Although being present with the inner journey is essential, following process in Core Process psychotherapy needs to be defined more widely. The therapist may need to decide if and when it is appropriate to use Focusing interventions, and when to engage with the client on a different level. There may be times when reflection and mirroring are important for the client and other times when the therapist needs to challenge, question or voice her/his own responses. As both Gendlin[13] and Ann Weiser Cornell[14] make clear, the crucial difference between a Focusing partnership and a therapeutic alliance is that in psychotherapy the relationship itself is part of the work. For this reason a psychotherapeutic relationship is designated as special and its boundary is kept, while a Focusing companion may be a friend, a relative, a professional Focusing practitioner or simply someone with whom one has a Focusing partnership. Whatever the outside relationship, the role of the companion is the same for the duration of the Focusing session. Very often the companioning will be reciprocal, as it is in co-counselling. If issues come up that are connected with the relationship between the two parties – as they may if Focusing with, say, a life partner – the companion does not engage with them but directs the Focuser’s attention back to the inner process. At the same time the companion remains aware of her/his own felt sense and may perhaps work with it separately in their own session.

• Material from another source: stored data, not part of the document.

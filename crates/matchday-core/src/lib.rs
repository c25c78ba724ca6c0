//! Match clock, event generation, and repository ports for Matchday.
//!
//! This crate owns the per-minute simulation of a single match. It knows
//! nothing about transports: updates leave through a [`MinuteCallback`],
//! usually a [`ChannelSink`] drained by the broadcast layer.
//!
//! # Modules
//!
//! - [`config`] -- Simulation settings from the `simulation` section of
//!   `matchday-config.yaml`.
//! - [`generator`] -- Strength sampling, event decisions, and their
//!   effect on score and statistics.
//! - [`clock`] -- Batch and paced drivers, cancellation, minute callbacks.
//! - [`repository`] -- [`MatchRepository`] and [`StandingsUpdater`] ports
//!   with in-memory implementations.
//!
//! [`MinuteCallback`]: clock::MinuteCallback
//! [`ChannelSink`]: clock::ChannelSink
//! [`MatchRepository`]: repository::MatchRepository
//! [`StandingsUpdater`]: repository::StandingsUpdater

pub mod clock;
pub mod config;
pub mod generator;
pub mod repository;
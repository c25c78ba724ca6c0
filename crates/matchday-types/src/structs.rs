//! Match records and the payloads derived from them.
//!
//! The JSON shape of [`MatchState`] is the match resource returned by the
//! owning service: camelCase keys, per-counter `{home, away}` statistics,
//! and events carrying a `type` tag.

use chrono::{DateTime, Utc};
use serde::{Deserialize, Serialize};
use ts_rs::TS;

use crate::enums::{EventKind, MatchStatus, Side, StatusTransitionError};
use crate::ids::{ClubId, LeagueId, MatchId, PlayerId};

/// Number of regulation minutes in a match.
pub const REGULATION_MINUTES: u8 = 90;

// ---------------------------------------------------------------------------
// Per-side pairs
// ---------------------------------------------------------------------------

/// A value kept for both teams.
#[derive(Debug, Clone, Copy, Default, PartialEq, Serialize, Deserialize, TS)]
#[ts(export, export_to = "bindings/")]
pub struct HomeAway<T> {
    /// Value for the home team.
    pub home: T,
    /// Value for the away team.
    pub away: T,
}

impl<T> HomeAway<T> {
    /// Build a pair from both values.
    pub const fn new(home: T, away: T) -> Self {
        Self { home, away }
    }

    /// Borrow the value for `side`.
    pub const fn get(&self, side: Side) -> &T {
        match side {
            Side::Home => &self.home,
            Side::Away => &self.away,
        }
    }

    /// Mutably borrow the value for `side`.
    pub const fn get_mut(&mut self, side: Side) -> &mut T {
        match side {
            Side::Home => &mut self.home,
            Side::Away => &mut self.away,
        }
    }
}

// ---------------------------------------------------------------------------
// Teams
// ---------------------------------------------------------------------------

/// Tactical setup chosen for a match.
#[derive(Debug, Clone, PartialEq, Serialize, Deserialize, TS)]
#[serde(rename_all = "camelCase")]
#[ts(export, export_to = "bindings/")]
pub struct Tactics {
    /// Formation tag, e.g. `4-4-2`.
    pub formation: String,
    /// Attacking intent, 0..=100.
    pub attacking: u8,
    /// Defensive intent, 0..=100.
    pub defending: u8,
    /// Play-style tag, e.g. `possession` or `counter`.
    pub play_style: String,
}

impl Default for Tactics {
    fn default() -> Self {
        Self {
            formation: String::from("4-4-2"),
            attacking: 50,
            defending: 50,
            play_style: String::from("balanced"),
        }
    }
}

/// One team's side of a fixture.
#[derive(Debug, Clone, PartialEq, Serialize, Deserialize, TS)]
#[serde(rename_all = "camelCase")]
#[ts(export, export_to = "bindings/")]
pub struct TeamSheet {
    /// The club fielding this team.
    pub club_id: ClubId,
    /// Goals scored so far.
    #[serde(default)]
    pub score: u32,
    /// Ordered starting lineup.
    #[serde(default)]
    pub lineup: Vec<PlayerId>,
    /// Tactical setup.
    #[serde(default)]
    pub tactics: Tactics,
}

impl TeamSheet {
    /// A team sheet with default tactics and an empty lineup.
    pub fn new(club_id: ClubId) -> Self {
        Self {
            club_id,
            score: 0,
            lineup: Vec::new(),
            tactics: Tactics::default(),
        }
    }
}

// ---------------------------------------------------------------------------
// Events and statistics
// ---------------------------------------------------------------------------

/// A single in-match event. Immutable once appended to a match.
#[derive(Debug, Clone, PartialEq, Eq, Serialize, Deserialize, TS)]
#[serde(rename_all = "camelCase")]
#[ts(export, export_to = "bindings/")]
pub struct MatchEvent {
    /// Match minute, 1..=90.
    pub minute: u8,
    /// What happened.
    #[serde(rename = "type")]
    pub kind: EventKind,
    /// Which team acted.
    pub side: Side,
    /// Club of the acting team.
    pub team_id: ClubId,
    /// Optional human-readable commentary.
    #[serde(default, skip_serializing_if = "Option::is_none")]
    pub description: Option<String>,
}

/// Aggregated match statistics.
///
/// `possession` is a percentage; `home + away` is 100 within rounding at
/// every minute boundary once the first minute has been simulated.
#[derive(Debug, Clone, Default, PartialEq, Serialize, Deserialize, TS)]
#[serde(rename_all = "camelCase")]
#[ts(export, export_to = "bindings/")]
pub struct MatchStatistics {
    /// Possession percentage per side.
    pub possession: HomeAway<f64>,
    /// Shots per side.
    pub shots: HomeAway<u32>,
    /// Shots on target per side.
    pub shots_on_target: HomeAway<u32>,
    /// Corners per side.
    pub corners: HomeAway<u32>,
    /// Fouls per side.
    pub fouls: HomeAway<u32>,
    /// Completed passes per side.
    pub passes: HomeAway<u32>,
    /// Bookings per side.
    #[serde(default)]
    pub cards: HomeAway<u32>,
}

/// Running totals the clock keeps so possession can be re-derived.
#[derive(Debug, Clone, Copy, Default, PartialEq, Serialize, Deserialize, TS)]
#[serde(rename_all = "camelCase")]
#[ts(export, export_to = "bindings/")]
pub struct MatchProgress {
    /// Last fully simulated minute (0 before kick-off).
    pub minute: u8,
    /// Sum of per-minute possession ratios, each in `0.0..=1.0`.
    pub possession_totals: HomeAway<f64>,
}

// ---------------------------------------------------------------------------
// Match
// ---------------------------------------------------------------------------

/// The mutable record of one match.
#[derive(Debug, Clone, PartialEq, Serialize, Deserialize, TS)]
#[serde(rename_all = "camelCase")]
#[ts(export, export_to = "bindings/")]
pub struct MatchState {
    /// Match identifier.
    pub id: MatchId,
    /// Home team.
    pub home_team: TeamSheet,
    /// Away team.
    pub away_team: TeamSheet,
    /// Scheduled kick-off.
    pub date: DateTime<Utc>,
    /// League the fixture belongs to, if any.
    #[serde(default, skip_serializing_if = "Option::is_none")]
    pub league_id: Option<LeagueId>,
    /// Lifecycle status.
    pub status: MatchStatus,
    /// Append-only event log, minute non-decreasing.
    #[serde(default)]
    pub events: Vec<MatchEvent>,
    /// Aggregated statistics.
    #[serde(default)]
    pub statistics: MatchStatistics,
    /// Simulation progress.
    #[serde(default)]
    pub progress: MatchProgress,
}

impl MatchState {
    /// A freshly scheduled fixture with empty statistics.
    pub fn scheduled(id: MatchId, home: TeamSheet, away: TeamSheet, date: DateTime<Utc>) -> Self {
        Self {
            id,
            home_team: home,
            away_team: away,
            date,
            league_id: None,
            status: MatchStatus::Scheduled,
            events: Vec::new(),
            statistics: MatchStatistics::default(),
            progress: MatchProgress::default(),
        }
    }

    /// Borrow the team sheet for `side`.
    pub const fn team(&self, side: Side) -> &TeamSheet {
        match side {
            Side::Home => &self.home_team,
            Side::Away => &self.away_team,
        }
    }

    /// Mutably borrow the team sheet for `side`.
    pub const fn team_mut(&mut self, side: Side) -> &mut TeamSheet {
        match side {
            Side::Home => &mut self.home_team,
            Side::Away => &mut self.away_team,
        }
    }

    /// Move to `next` if the lifecycle allows it.
    pub fn set_status(&mut self, next: MatchStatus) -> Result<(), StatusTransitionError> {
        self.status = self.status.transition_to(next)?;
        Ok(())
    }

    /// Number of goal events recorded for `side`.
    pub fn goals_for(&self, side: Side) -> usize {
        self.events
            .iter()
            .filter(|e| e.kind == EventKind::Goal && e.side == side)
            .count()
    }

    /// Summarize the match for downstream consumers (standings).
    pub fn result(&self) -> MatchResult {
        MatchResult {
            match_id: self.id.clone(),
            league_id: self.league_id.clone(),
            home_club: self.home_team.club_id.clone(),
            away_club: self.away_team.club_id.clone(),
            home_score: self.home_team.score,
            away_score: self.away_team.score,
            status: self.status,
        }
    }
}

/// Final result reported to the standings service.
#[derive(Debug, Clone, PartialEq, Eq, Serialize, Deserialize, TS)]
#[serde(rename_all = "camelCase")]
#[ts(export, export_to = "bindings/")]
pub struct MatchResult {
    /// Match identifier.
    pub match_id: MatchId,
    /// League the fixture belongs to, if any.
    pub league_id: Option<LeagueId>,
    /// Home club.
    pub home_club: ClubId,
    /// Away club.
    pub away_club: ClubId,
    /// Home goals.
    pub home_score: u32,
    /// Away goals.
    pub away_score: u32,
    /// Final status (`completed` or `abandoned`).
    pub status: MatchStatus,
}

/// Snapshot published after every simulated minute.
#[derive(Debug, Clone, PartialEq, Serialize, Deserialize, TS)]
#[serde(rename_all = "camelCase")]
#[ts(export, export_to = "bindings/")]
pub struct MinuteUpdate {
    /// Match identifier.
    pub match_id: MatchId,
    /// The minute that was just simulated.
    pub minute: u8,
    /// Current score.
    pub score: HomeAway<u32>,
    /// Events appended during this minute (possibly empty).
    pub events: Vec<MatchEvent>,
    /// Statistics after this minute.
    pub statistics: MatchStatistics,
    /// Status after this minute.
    pub status: MatchStatus,
    /// Running possession sums after this minute, so a stored snapshot
    /// can keep deriving possession.
    #[serde(default)]
    pub possession_totals: HomeAway<f64>,
}
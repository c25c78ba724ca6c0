//! Error types for the fan-out layer.
//!
//! Broker failures are wrapped in [`FanoutError`] so callers can tell a
//! transient connection problem (worth retrying) from a configuration
//! mistake (fatal).

/// Errors that can occur in the fan-out layer.
#[derive(Debug, thiserror::Error)]
pub enum FanoutError {
    /// A Redis operation failed.
    #[error("Redis error: {0}")]
    Redis(#[from] fred::error::Error),

    /// A serialization or deserialization error.
    #[error("Serialization error: {0}")]
    Serialization(#[from] serde_json::Error),

    /// A configuration error.
    #[error("Configuration error: {0}")]
    Config(String),

    /// The broker could not be reached even after retrying.
    #[error("broker connect failed after {attempts} attempts: {reason}")]
    Connect {
        /// Attempts made.
        attempts: u32,
        /// Final failure.
        reason: String,
    },

    /// The broker has been closed.
    #[error("broker is closed")]
    Closed,
}

impl FanoutError {
    /// Whether retrying the operation could succeed.
    pub const fn is_transient(&self) -> bool {
        matches!(self, Self::Redis(_))
    }
}
//! Fixed-window rate limiter.
//!
//! Each key gets a counter and a window reset instant. A call is admitted
//! while the counter is below `max_requests`; the counter resets once the
//! window has elapsed. State is process-local and best-effort: limiters in
//! different processes do not coordinate.

use std::time::Duration;

use dashmap::DashMap;
use serde::Deserialize;
use tokio::time::Instant;
use tracing::debug;

/// Window and ceiling for a [`RateLimiter`].
#[derive(Debug, Clone, PartialEq, Eq, Deserialize)]
pub struct RateLimitConfig {
    /// Calls admitted per key per window.
    #[serde(default = "default_max_requests")]
    pub max_requests: u32,

    /// Window length in milliseconds.
    #[serde(default = "default_window_ms")]
    pub window_ms: u64,
}

impl Default for RateLimitConfig {
    fn default() -> Self {
        Self {
            max_requests: default_max_requests(),
            window_ms: default_window_ms(),
        }
    }
}

const fn default_max_requests() -> u32 {
    100
}
const fn default_window_ms() -> u64 {
    60_000
}

impl RateLimitConfig {
    /// A config admitting `max_requests` per `window`.
    pub fn new(max_requests: u32, window: Duration) -> Self {
        Self {
            max_requests,
            window_ms: u64::try_from(window.as_millis()).unwrap_or(u64::MAX),
        }
    }

    /// The window length.
    pub const fn window(&self) -> Duration {
        Duration::from_millis(self.window_ms)
    }
}

/// Counter state for one key.
#[derive(Debug, Clone, Copy)]
pub struct RateLimitRecord {
    /// Calls admitted in the current window.
    pub count: u32,
    /// When the current window ends.
    pub reset_at: Instant,
}

/// A call was rejected because its key is over the ceiling.
#[derive(Debug, Clone, PartialEq, Eq, thiserror::Error)]
#[error("rate limit exceeded for {key}: {limit} calls per window, retry in {retry_after:?}")]
pub struct RateLimitExceeded {
    /// The limited key.
    pub key: String,
    /// The configured ceiling.
    pub limit: u32,
    /// Time until the window resets.
    pub retry_after: Duration,
}

/// Keyed fixed-window counter.
#[derive(Debug)]
pub struct RateLimiter {
    config: RateLimitConfig,
    records: DashMap<String, RateLimitRecord>,
}

impl RateLimiter {
    /// Create a limiter with the given ceiling.
    pub fn new(config: RateLimitConfig) -> Self {
        Self {
            config,
            records: DashMap::new(),
        }
    }

    /// The limiter's configuration.
    pub const fn config(&self) -> &RateLimitConfig {
        &self.config
    }

    /// Count one call against `key`.
    ///
    /// Returns the number of calls still available in the window.
    pub fn check(&self, key: &str) -> Result<u32, RateLimitExceeded> {
        let now = Instant::now();
        let window = self.config.window();

        let mut record = self
            .records
            .entry(key.to_owned())
            .or_insert_with(|| RateLimitRecord {
                count: 0,
                reset_at: now + window,
            });

        if now >= record.reset_at {
            record.count = 0;
            record.reset_at = now + window;
        }

        if record.count >= self.config.max_requests {
            debug!(key, limit = self.config.max_requests, "rate limit exceeded");
            return Err(RateLimitExceeded {
                key: key.to_owned(),
                limit: self.config.max_requests,
                retry_after: record.reset_at.saturating_duration_since(now),
            });
        }

        record.count = record.count.saturating_add(1);
        Ok(self.config.max_requests.saturating_sub(record.count))
    }

    /// Drop records whose window has ended.
    pub fn purge_expired(&self) {
        let now = Instant::now();
        self.records.retain(|_, record| record.reset_at > now);
    }

    /// Number of keys currently tracked.
    pub fn tracked_keys(&self) -> usize {
        self.records.len()
    }
}

#[cfg(test)]
#[allow(clippy::unwrap_used)]
mod tests {
    use super::*;

    fn limiter() -> RateLimiter {
        RateLimiter::new(RateLimitConfig::new(2, Duration::from_secs(1)))
    }

    #[tokio::test(start_paused = true)]
    async fn rejects_over_ceiling_until_window_resets() {
        let limiter = limiter();
        assert_eq!(limiter.check("10.0.0.1").unwrap(), 1);
        assert_eq!(limiter.check("10.0.0.1").unwrap(), 0);

        let err = limiter.check("10.0.0.1").unwrap_err();
        assert_eq!(err.limit, 2);
        assert!(err.retry_after <= Duration::from_secs(1));

        tokio::time::advance(Duration::from_secs(1)).await;
        assert!(limiter.check("10.0.0.1").is_ok());
    }

    #[tokio::test(start_paused = true)]
    async fn keys_are_independent() {
        let limiter = limiter();
        let _ = limiter.check("a");
        let _ = limiter.check("a");
        assert!(limiter.check("a").is_err());
        assert!(limiter.check("b").is_ok());
    }

    #[tokio::test(start_paused = true)]
    async fn purge_drops_expired_windows() {
        let limiter = limiter();
        let _ = limiter.check("a");
        assert_eq!(limiter.tracked_keys(), 1);
        tokio::time::advance(Duration::from_secs(2)).await;
        limiter.purge_expired();
        assert_eq!(limiter.tracked_keys(), 0);
    }
}
//! Circuit breaker guarding calls to a flaky dependency.
//!
//! States move `Closed -> Open -> HalfOpen -> Closed`. Consecutive
//! failures reaching [`CircuitBreakerConfig::failure_threshold`] open the
//! circuit until `reset_timeout` has elapsed. While open, calls fail with
//! [`CircuitError::Open`] without running the wrapped future. The first
//! call at or after the deadline is a half-open trial: success closes the
//! circuit, failure re-opens it and restarts the timeout.
//!
//! Time is read from [`tokio::time::Instant`] so tests can pause and
//! advance the clock.

use std::future::Future;
use std::sync::{Mutex, PoisonError};
use std::time::Duration;

use serde::Deserialize;
use tokio::time::Instant;
use tracing::{info, warn};

/// Thresholds for a [`CircuitBreaker`].
#[derive(Debug, Clone, PartialEq, Eq, Deserialize)]
pub struct CircuitBreakerConfig {
    /// Consecutive failures that open the circuit.
    #[serde(default = "default_failure_threshold")]
    pub failure_threshold: u32,

    /// How long the circuit stays open before a trial call, in milliseconds.
    #[serde(default = "default_reset_timeout_ms")]
    pub reset_timeout_ms: u64,
}

impl Default for CircuitBreakerConfig {
    fn default() -> Self {
        Self {
            failure_threshold: default_failure_threshold(),
            reset_timeout_ms: default_reset_timeout_ms(),
        }
    }
}

const fn default_failure_threshold() -> u32 {
    5
}
const fn default_reset_timeout_ms() -> u64 {
    30_000
}

impl CircuitBreakerConfig {
    /// The open-state cooldown.
    pub const fn reset_timeout(&self) -> Duration {
        Duration::from_millis(self.reset_timeout_ms)
    }
}

/// Observable breaker state.
#[derive(Debug, Clone, Copy, PartialEq, Eq)]
pub enum CircuitState {
    /// Calls flow through.
    Closed,
    /// Calls fail fast until the reset deadline.
    Open,
    /// A single trial call is in flight.
    HalfOpen,
}

/// Error returned by [`CircuitBreaker::call`].
#[derive(Debug, thiserror::Error)]
pub enum CircuitError<E> {
    /// The circuit is open; the wrapped function was not invoked.
    #[error("circuit breaker is open for {key} (retry in {retry_after:?})")]
    Open {
        /// Dependency key of the breaker.
        key: String,
        /// Time until the next trial is allowed.
        retry_after: Duration,
    },

    /// The wrapped function ran and failed.
    #[error("{0}")]
    Failed(E),
}

impl<E> CircuitError<E> {
    /// Whether this is a fail-fast rejection rather than a real failure.
    pub const fn is_open(&self) -> bool {
        matches!(self, Self::Open { .. })
    }
}

#[derive(Debug)]
struct BreakerInner {
    state: CircuitState,
    consecutive_failures: u32,
    next_attempt: Option<Instant>,
}

/// A per-dependency circuit breaker.
///
/// Obtain shared instances through
/// [`ResilienceRegistry::breaker`](crate::registry::ResilienceRegistry::breaker)
/// so every caller of one dependency sees the same state.
#[derive(Debug)]
pub struct CircuitBreaker {
    key: String,
    config: CircuitBreakerConfig,
    inner: Mutex<BreakerInner>,
}

impl CircuitBreaker {
    /// Create a closed breaker for the dependency `key`.
    pub fn new(key: impl Into<String>, config: CircuitBreakerConfig) -> Self {
        Self {
            key: key.into(),
            config,
            inner: Mutex::new(BreakerInner {
                state: CircuitState::Closed,
                consecutive_failures: 0,
                next_attempt: None,
            }),
        }
    }

    /// The dependency key this breaker guards.
    pub fn key(&self) -> &str {
        &self.key
    }

    /// Current state.
    pub fn state(&self) -> CircuitState {
        self.lock().state
    }

    /// Current consecutive failure count.
    pub fn failure_count(&self) -> u32 {
        self.lock().consecutive_failures
    }

    /// Run `operation` through the breaker.
    pub async fn call<T, E, F, Fut>(&self, operation: F) -> Result<T, CircuitError<E>>
    where
        F: FnOnce() -> Fut,
        Fut: Future<Output = Result<T, E>>,
    {
        self.acquire::<E>()?;
        match operation().await {
            Ok(value) => {
                self.record_success();
                Ok(value)
            }
            Err(error) => {
                self.record_failure();
                Err(CircuitError::Failed(error))
            }
        }
    }

    /// Force the breaker back to closed.
    pub fn reset(&self) {
        let mut inner = self.lock();
        inner.state = CircuitState::Closed;
        inner.consecutive_failures = 0;
        inner.next_attempt = None;
    }

    fn lock(&self) -> std::sync::MutexGuard<'_, BreakerInner> {
        self.inner.lock().unwrap_or_else(PoisonError::into_inner)
    }

    fn acquire<E>(&self) -> Result<(), CircuitError<E>> {
        let mut inner = self.lock();
        if inner.state == CircuitState::Closed {
            return Ok(());
        }

        // Open, or half-open with a trial in flight. A trial that never
        // reported back (its future was dropped) expires after one more
        // reset timeout.
        let now = Instant::now();
        match inner.next_attempt {
            Some(at) if now < at => Err(self.open_error(at.duration_since(now))),
            _ => {
                inner.state = CircuitState::HalfOpen;
                inner.next_attempt = Some(now + self.config.reset_timeout());
                info!(key = %self.key, "circuit half-open, allowing trial call");
                Ok(())
            }
        }
    }

    fn record_success(&self) {
        let mut inner = self.lock();
        if inner.state != CircuitState::Closed {
            info!(key = %self.key, "circuit closed after successful trial");
        }
        inner.state = CircuitState::Closed;
        inner.consecutive_failures = 0;
        inner.next_attempt = None;
    }

    fn record_failure(&self) {
        let mut inner = self.lock();
        inner.consecutive_failures = inner.consecutive_failures.saturating_add(1);

        let trip = inner.state == CircuitState::HalfOpen
            || inner.consecutive_failures >= self.config.failure_threshold;
        if trip {
            inner.state = CircuitState::Open;
            inner.next_attempt = Some(Instant::now() + self.config.reset_timeout());
            warn!(
                key = %self.key,
                failures = inner.consecutive_failures,
                reset_timeout_ms = self.config.reset_timeout_ms,
                "circuit opened"
            );
        }
    }

    fn open_error<E>(&self, retry_after: Duration) -> CircuitError<E> {
        CircuitError::Open {
            key: self.key.clone(),
            retry_after,
        }
    }
}

#[cfg(test)]
#[allow(clippy::unwrap_used)]
mod tests {
    use std::sync::atomic::{AtomicU32, Ordering};

    use super::*;

    fn breaker() -> CircuitBreaker {
        CircuitBreaker::new(
            "repository",
            CircuitBreakerConfig {
                failure_threshold: 3,
                reset_timeout_ms: 1_000,
            },
        )
    }

    async fn failing(breaker: &CircuitBreaker, calls: &AtomicU32) -> Result<(), CircuitError<&'static str>> {
        breaker
            .call(|| async {
                calls.fetch_add(1, Ordering::SeqCst);
                Err::<(), _>("boom")
            })
            .await
    }

    async fn succeeding(breaker: &CircuitBreaker, calls: &AtomicU32) -> Result<u8, CircuitError<&'static str>> {
        breaker
            .call(|| async {
                calls.fetch_add(1, Ordering::SeqCst);
                Ok::<_, &'static str>(7)
            })
            .await
    }

    #[tokio::test(start_paused = true)]
    async fn opens_after_threshold_and_fails_fast() {
        let breaker = breaker();
        let calls = AtomicU32::new(0);

        for _ in 0..3 {
            let err = failing(&breaker, &calls).await.unwrap_err();
            assert!(!err.is_open());
        }
        assert_eq!(breaker.state(), CircuitState::Open);

        let err = failing(&breaker, &calls).await.unwrap_err();
        assert!(err.is_open());
        assert!(err.to_string().starts_with("circuit breaker is open"));
        // The wrapped function was not invoked a fourth time.
        assert_eq!(calls.load(Ordering::SeqCst), 3);
    }

    #[tokio::test(start_paused = true)]
    async fn trial_after_reset_timeout_closes_on_success() {
        let breaker = breaker();
        let calls = AtomicU32::new(0);
        for _ in 0..3 {
            let _ = failing(&breaker, &calls).await;
        }

        tokio::time::advance(Duration::from_millis(1_001)).await;

        assert_eq!(succeeding(&breaker, &calls).await.unwrap(), 7);
        assert_eq!(calls.load(Ordering::SeqCst), 4);
        assert_eq!(breaker.state(), CircuitState::Closed);
        assert_eq!(breaker.failure_count(), 0);
    }

    #[tokio::test(start_paused = true)]
    async fn failed_trial_reopens_and_restarts_timeout() {
        let breaker = breaker();
        let calls = AtomicU32::new(0);
        for _ in 0..3 {
            let _ = failing(&breaker, &calls).await;
        }

        tokio::time::advance(Duration::from_millis(1_000)).await;
        let err = failing(&breaker, &calls).await.unwrap_err();
        assert!(!err.is_open());
        assert_eq!(calls.load(Ordering::SeqCst), 4);
        assert_eq!(breaker.state(), CircuitState::Open);

        tokio::time::advance(Duration::from_millis(500)).await;
        assert!(succeeding(&breaker, &calls).await.unwrap_err().is_open());
        assert_eq!(calls.load(Ordering::SeqCst), 4);
    }

    #[tokio::test(start_paused = true)]
    async fn success_resets_consecutive_failures() {
        let breaker = breaker();
        let calls = AtomicU32::new(0);
        let _ = failing(&breaker, &calls).await;
        let _ = failing(&breaker, &calls).await;
        let _ = succeeding(&breaker, &calls).await;
        let _ = failing(&breaker, &calls).await;
        assert_eq!(breaker.state(), CircuitState::Closed);
        assert_eq!(breaker.failure_count(), 1);
    }
}
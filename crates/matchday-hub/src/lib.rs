//! Per-process broadcast hub for the Matchday simulation.
//!
//! This crate provides the socket side of the live-update pipeline:
//!
//! - **Sessions and rooms** ([`hub`]): authenticated sessions join
//!   `match:<id>`, `league:<id>`, and their own `user:<id>` room.
//! - **Dispatch** ([`message`]): `{event, data}` frames resolved through a
//!   closed lookup table, with field-level validation.
//! - **Admission** ([`auth`], [`ws`]): bearer token verification and
//!   per-address and per-(session, event) rate limits.
//! - **Admin HTTP** ([`handlers`]): `/health`, `/broadcast`, `/send`.
//!
//! Cross-process delivery is not handled here. A [`RoomPublisher`]
//! installed on the hub receives every accepted broadcast; the
//! `matchday-fanout` crate provides one backed by a pub/sub broker.

pub mod auth;
pub mod config;
pub mod error;
pub mod handlers;
pub mod hub;
pub mod message;
pub mod router;
pub mod server;
pub mod state;
pub mod ws;

// Re-export primary types for convenience.
pub use auth::{JwtVerifier, TokenVerifier};
pub use config::HubConfig;
pub use error::HubError;
pub use hub::{BroadcastHub, RoomMessage, RoomPublisher};
pub use message::{MessageKind, ServerMessage};
pub use router::build_router;
pub use server::{ServerConfig, ServerError, spawn_server};
pub use state::AppState;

This approach can be a profound means of discovering the underlying dynamics, but it could sometimes bypass the fact that there is a relationship and leave the client in a rather lonely and solipsitic place. (There is a branch of Focusing, Interactive Focusing,[15] which addresses issues of relationship, but its emphasis is not primarily on what is happening between client and therapist.) In skilful psychotherapy the therapist is both helping the client to deepen her/his inner awareness and also being there as another person, sensing the nature of the relationship and feeding back feelings and responses. What happens between is essential, as well as what happens within. Processes such as transference, projective identification and denial of the relationship all call forth a response from the therapist which might not be adequately expressed by simple reflection.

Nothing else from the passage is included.